Updated

Now some fresh pickings from the Political Grapevine:

Extreme Makeover

Five months after the Web site Recovery.gov was launched by the administration as a way to track stimulus spending, it is getting a makeover that doesn't come cheap.

The General Services Administration announced that $18 million in additional funds are being spent to redesign the site. In a press release, James A. Williams from the General Services Administration says: "Recovery.gov 2.0 will use innovative and interactive technologies to help taxpayers see where their dollars are being spent."

But Information Week magazine reports the company awarded the contract, Smartronix, does not list Web development expertise on its Web site profile.

Federal records show Smartronix executives have contributed $19,000 in the past 10 years to House Majority Leader Steny Hoyer.

Animal House

During the stimulus debate on Capitol Hill, Republicans used a very small animal to illustrate a very large point. They mocked a plan to save the endangered salt water harvest mouse, whose San Francisco Bay Area habitat borders the congressional district of House Speaker Nancy Pelosi.

Republicans were silenced when the mouse was not listed in the final bill that passed. But now it appears a little over $16 million of the stimulus funds will go to restoring two Bay Area salt ponds. That prompted House Minority Leader John Boehner to lament to the Washington Post that the stimulus isn't creating jobs, but instead, "is making sure American harvest mice have nice comfortable homes in the midst of the recession."
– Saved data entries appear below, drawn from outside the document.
//! One handler per player command.

use std::num::NonZeroU32;

use tracing::info;

use game_core::rng::choose;
use game_core::{
    Alliance, AllianceId, AllianceMembership, Battle, EventKind, EventLogEntry, GameError, ItemId,
    MissionId, Player, PlayerId, RecordKind, ShipSystem, ShopCatalog, Timestamp, UpgradeRecord,
    attempt_steal, roll_recruit,
};

use super::GameService;
use crate::api::{Button, Command, Reply, Result};
use crate::events::{BattleEvent, Event};
use crate::repository::WriteBatch;

/// Enemy used when the content defines no factions.
const FALLBACK_ENEMY: &str = "pirates";

const COMMAND_LIST: &str = "Commands:\n\
    /spaceship - View your ship status\n\
    /explore - Travel to a new sector\n\
    /shop - Enter the shop/black market\n\
    /battle - Initiate a battle\n\
    /crew - Manage your crew\n\
    /recruit - Recruit a crew member\n\
    /missions - View missions\n\
    /upgrade - Upgrade ship systems\n\
    /refuel <amount> - Add fuel\n\
    /repair <amount> - Recharge shields\n\
    /alliance - Join alliances\n\
    /scan - Scan for resources and missions\n\
    /steal - Attempt to steal resources";

const SHOP_ROW_LEN: usize = 3;

impl GameService {
    pub(super) fn handle(
        &self,
        player: &mut Player,
        command: Command,
        now: Timestamp,
    ) -> Result<Reply> {
        match command {
            Command::Start { .. } => self.start(player),
            Command::Help => Ok(Reply::text(COMMAND_LIST)),
            Command::Status => self.status(player),
            Command::Explore => Ok(explore_menu()),
            Command::Travel { sectors } => self.travel(player.id, sectors),
            Command::UpgradeMenu => Ok(upgrade_menu()),
            Command::Upgrade { system } => self.upgrade(player, system, now),
            Command::Refuel { amount } => self.refuel(player.id, amount),
            Command::Repair { amount } => self.repair(player, amount),
            Command::Battle => self.battle(player.id, now),
            Command::Scan => Ok(self.scan()),
            Command::Steal => self.steal(player.id, now),
            Command::Crew => self.crew(player.id),
            Command::Recruit => self.recruit(player.id),
            Command::Missions => self.missions(player.id),
            Command::AcceptMission => self.accept_mission(player.id, now),
            Command::CompleteMission { id } => self.complete_mission(player, id),
            Command::Shop => Ok(self.shop_menu()),
            Command::Buy { item } => self.buy(player, item),
            Command::Trade => self.trade(player, now),
            Command::AllianceMenu => Ok(alliance_menu()),
            Command::Alliances => self.alliances(),
            Command::CreateAlliance { name } => self.create_alliance(player, name, now),
            Command::JoinAlliance { id } => self.join_alliance(player, id, now),
        }
    }

    fn start(&self, player: &Player) -> Result<Reply> {
        self.ship(player.id)?;
        Ok(Reply::text(format!(
            "Welcome, {}! Your deep space adventure is about to begin.\n\
             Use the commands and buttons to manage your ship, explore, battle, upgrade, and more.\n\n\
             {COMMAND_LIST}",
            player.name
        )))
    }

    fn status(&self, player: &Player) -> Result<Reply> {
        let ship = self.ship(player.id)?;
        Ok(Reply::text(format!(
            "Spaceship Status:\n{}Credits: {}",
            ship.status_report(),
            player.credits
        )))
    }

    fn travel(&self, player: PlayerId, sectors: NonZeroU32) -> Result<Reply> {
        let mut ship = self.ship(player)?;
        let used = ship.travel(sectors, self.config())?;
        self.store.save_ship(player, &ship)?;
        info!(player = %player, sectors = sectors.get(), fuel_used = used, "travelled");
        Ok(Reply::text(format!(
            "Traveled {sectors} sectors and used {used} fuel."
        )))
    }

    fn upgrade(&self, player: &mut Player, system: ShipSystem, now: Timestamp) -> Result<Reply> {
        let config = self.config();
        let mut ship = self.ship(player.id)?;
        self.charge(player, ship.upgrade_cost(&system, config))?;

        let outcome = ship.upgrade(&system, config);
        self.commit_charged(player, WriteBatch::new().ship(player.id, &ship))?;
        self.store.append_upgrade(&UpgradeRecord {
            player: player.id,
            system: system.clone(),
            new_level: outcome.new_level,
            cost: outcome.cost,
            timestamp: now,
        })?;
        info!(player = %player.id, %system, cost = outcome.cost, level = outcome.new_level, "upgraded");

        Ok(Reply::text(format!(
            "Upgraded {system}. It cost {} credits.",
            outcome.cost
        )))
    }

    fn refuel(&self, player: PlayerId, amount: u32) -> Result<Reply> {
        let mut ship = self.ship(player)?;
        let fuel = ship.refuel(amount);
        self.store.save_ship(player, &ship)?;
        Ok(Reply::text(format!(
            "Refueled by {amount}. Current fuel: {fuel}"
        )))
    }

    fn repair(&self, player: &mut Player, amount: u32) -> Result<Reply> {
        let config = self.config();
        let mut ship = self.ship(player.id)?;
        self.charge(player, config.ship_repair_cost)?;

        let shields = ship.repair_shields(amount, config);
        self.commit_charged(player, WriteBatch::new().ship(player.id, &ship))?;
        Ok(Reply::text(format!(
            "Repaired shields by {amount}. Current shields: {shields}"
        )))
    }

    fn battle(&self, player: PlayerId, now: Timestamp) -> Result<Reply> {
        let rules = &self.config().battle;
        let report = self.with_rng(|rng| {
            let enemy = choose(&mut *rng, self.oracles.enemies())
                .map_or(FALLBACK_ENEMY, String::as_str)
                .to_string();
            Battle::new(enemy, rules, &mut *rng).run(rng)
        });

        let log = report.log.join("\n");
        self.store
            .append_event(&EventLogEntry::new(player, EventKind::Battle, log.as_str(), now))?;
        self.events.publish(Event::Battle(BattleEvent {
            player,
            enemy: report.enemy.clone(),
            outcome: report.outcome,
            turns: report.turns,
        }));
        info!(player = %player, enemy = %report.enemy, outcome = %report.outcome, turns = report.turns, "battle resolved");

        let text = format!(
            "Encountered {}! Battle commencing...\n{log}\nBattle result: {}",
            report.enemy,
            report.outcome.to_string().to_uppercase()
        );
        Ok(Reply::text(text).with_battle(report))
    }

    fn scan(&self) -> Reply {
        let report = self.with_rng(|rng| self.oracles.scans().scan(rng));
        Reply::text(format!(
            "Scan Result: {}\nLocal conditions: {}",
            report.description, report.condition
        ))
    }

    fn steal(&self, player: PlayerId, now: Timestamp) -> Result<Reply> {
        let threshold = self.config().steal_threshold;
        let attempt = self.with_rng(|rng| attempt_steal(rng, threshold));

        let (text, detail) = if attempt.success {
            (
                "Steal attempt succeeded! You snatched some resources.",
                "Successfully stole resources.",
            )
        } else {
            (
                "Steal attempt failed! You encountered resistance.",
                "Steal attempt failed.",
            )
        };
        self.store
            .append_event(&EventLogEntry::new(player, EventKind::Steal, detail, now))?;
        Ok(Reply::text(text))
    }

    fn crew(&self, player: PlayerId) -> Result<Reply> {
        let crew = self.store.list_crew(player)?;
        if crew.is_empty() {
            return Ok(Reply::text(
                "You have no crew members. Use /recruit to add one.",
            ));
        }
        let mut text = String::from("Crew Members:\n");
        for member in &crew {
            text.push_str(&format!(
                "- {} (Skill: {}, Level: {})\n",
                member.name, member.skill, member.level
            ));
        }
        Ok(Reply::text(text))
    }

    fn recruit(&self, player: PlayerId) -> Result<Reply> {
        let names = self.oracles.crew_names();
        let skills = &self.config().crew_skills;
        let recruit = self
            .with_rng(|rng| roll_recruit(rng, names, skills))
            .ok_or_else(|| GameError::InvalidInput("No recruits are available right now.".into()))?;

        let member = self
            .store
            .add_crew_member(player, &recruit.name, recruit.skill)?;
        info!(player = %player, name = %member.name, skill = %member.skill, "recruited crew member");
        Ok(Reply::text(format!(
            "Recruited {} with skill {}!",
            member.name, member.skill
        )))
    }

    fn missions(&self, player: PlayerId) -> Result<Reply> {
        let active = self.store.active_missions(player)?;
        if active.is_empty() {
            return Ok(Reply::text(
                "You have no active missions. Would you like to accept a new mission?",
            )
            .with_row(vec![Button::new(
                "Accept New Mission",
                &Command::AcceptMission,
            )]));
        }

        let mut text = String::from("Your Active Missions:\n");
        for mission in &active {
            text.push_str(&format!(
                "- {} (Reward: {} credits, Time Limit: {} seconds, ID: {})\n",
                mission.description, mission.reward, mission.time_limit_secs, mission.id
            ));
        }
        Ok(Reply::text(text))
    }

    fn accept_mission(&self, player: PlayerId, now: Timestamp) -> Result<Reply> {
        let mission = self.assign_mission(player, now)?;
        Ok(Reply::text(format!(
            "New Mission Accepted!\nDescription: {}\nReward: {} credits\nTime Limit: {} seconds",
            mission.description, mission.reward, mission.time_limit_secs
        )))
    }

    fn complete_mission(&self, player: &mut Player, id: MissionId) -> Result<Reply> {
        // another player's mission is indistinguishable from a missing one
        let Some(mission) = self
            .store
            .load_mission(id)?
            .filter(|mission| mission.player == player.id)
        else {
            return Err(GameError::not_found(RecordKind::Mission, id).into());
        };

        self.settle_completion(Some(player), &mission)?;
        Ok(Reply::text(format!(
            "Mission completed: {}\nReward: {} credits",
            mission.description, mission.reward
        )))
    }

    fn shop_menu(&self) -> Reply {
        let items = self.oracles.shop().items();
        let mut reply = Reply::text(
            "Welcome to the Galactic Shop! Select an item to purchase or choose an option to earn money:",
        );
        for chunk in items.chunks(SHOP_ROW_LEN) {
            reply = reply.with_row(
                chunk
                    .iter()
                    .map(|item| Button::new(item.name.as_str(), &Command::Buy { item: item.id }))
                    .collect(),
            );
        }
        reply.with_row(vec![Button::new("Trade Commodities", &Command::Trade)])
    }

    fn buy(&self, player: &mut Player, item: ItemId) -> Result<Reply> {
        let item = self.oracles.shop().purchase(item)?;
        self.charge(player, item.price)?;
        self.commit_charged(player, WriteBatch::new())?;
        info!(player = %player.id, item = %item.name, price = item.price, "purchased item");
        Ok(Reply::text(format!(
            "Purchase successful!\nYou bought: {}\nPrice: {} credits\nDescription: {}",
            item.name, item.price, item.description
        )))
    }

    fn trade(&self, player: &mut Player, now: Timestamp) -> Result<Reply> {
        let range = self.config().trade_earnings;
        let earnings = self.with_rng(|rng| ShopCatalog::trade(rng, range));

        if self.pay(player, earnings) {
            self.store.save_player(player)?;
        }
        self.store.append_event(&EventLogEntry::new(
            player.id,
            EventKind::Trade,
            format!("Traded commodities for {earnings} credits."),
            now,
        ))?;
        info!(player = %player.id, earnings, "traded commodities");
        Ok(Reply::text(format!(
            "You successfully traded commodities and earned {earnings} credits!"
        )))
    }

    fn alliances(&self) -> Result<Reply> {
        let alliances = self.store.list_alliances()?;
        if alliances.is_empty() {
            return Ok(Reply::text("No alliances available at the moment."));
        }

        let mut text = String::from("Available Alliances:\n");
        let mut reply = Reply::default();
        for alliance in &alliances {
            text.push_str(&format!("- {} (ID: {})\n", alliance.name, alliance.id));
            reply = reply.with_row(vec![Button::new(
                format!("Join {}", alliance.name),
                &Command::JoinAlliance { id: alliance.id },
            )]);
        }
        reply.text = text;
        Ok(reply)
    }

    fn create_alliance(
        &self,
        player: &Player,
        name: Option<String>,
        now: Timestamp,
    ) -> Result<Reply> {
        let name = name.unwrap_or_else(|| Alliance::default_name(&player.name));
        let alliance = self.store.create_alliance(&name, player.id, now)?;
        info!(player = %player.id, alliance = %alliance.id, name = %alliance.name, "alliance created");
        Ok(Reply::text(format!(
            "Alliance '{}' created and you have joined it!",
            alliance.name
        )))
    }

    fn join_alliance(&self, player: &mut Player, id: AllianceId, now: Timestamp) -> Result<Reply> {
        let alliance = self
            .store
            .load_alliance(id)?
            .ok_or_else(|| GameError::not_found(RecordKind::Alliance, id))?;
        self.charge(player, self.config().alliance_join_cost)?;

        let membership = AllianceMembership {
            player: player.id,
            alliance: alliance.id,
            joined_at: now,
        };
        self.commit_charged(player, WriteBatch::new().membership(membership))?;
        info!(player = %player.id, alliance = %alliance.id, "joined alliance");
        Ok(Reply::text(format!(
            "You joined the alliance '{}'!",
            alliance.name
        )))
    }
}

fn explore_menu() -> Reply {
    let travel = |n: u32, label: &str| {
        // n is a literal in 1..=3
        NonZeroU32::new(n).map(|sectors| Button::new(label, &Command::Travel { sectors }))
    };
    Reply::text("Choose how many sectors to travel:")
        .with_row(
            [travel(1, "1 Sector"), travel(2, "2 Sectors")]
                .into_iter()
                .flatten()
                .collect(),
        )
        .with_row(travel(3, "3 Sectors").into_iter().collect())
}

fn upgrade_menu() -> Reply {
    let button = |system: ShipSystem, label: &str| Button::new(label, &Command::Upgrade { system });
    Reply::text("Select a system to upgrade:")
        .with_row(vec![
            button(ShipSystem::Engines, "Engines"),
            button(ShipSystem::Shields, "Shields"),
        ])
        .with_row(vec![button(ShipSystem::Weapons, "Weapons")])
}

fn alliance_menu() -> Reply {
    Reply::text("Alliance Menu - Choose an option:")
        .with_row(vec![Button::new("View Alliances", &Command::Alliances)])
        .with_row(vec![Button::new(
            "Create Alliance",
            &Command::CreateAlliance { name: None },
        )])
}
Pelosi's spokesman, Drew Hammill, quickly responded to the Washington Post, calling the attacks on the mouse: "a tired and tried tale of Republican desperation."

Beat It

And finally, Texas Democratic Congresswoman Sheila Jackson Lee was given less than the white-glove treatment by Speaker Pelosi for a proposed resolution honoring Michael Jackson as a global humanitarian.

Pelosi was asked today if she would go along. She said the subject matter was pop culture, and that she does not feel it is necessary to have a resolution that might cause a debate over contrary views about Jackson.

— FOX News Channel's Lanna Britt contributed to this report.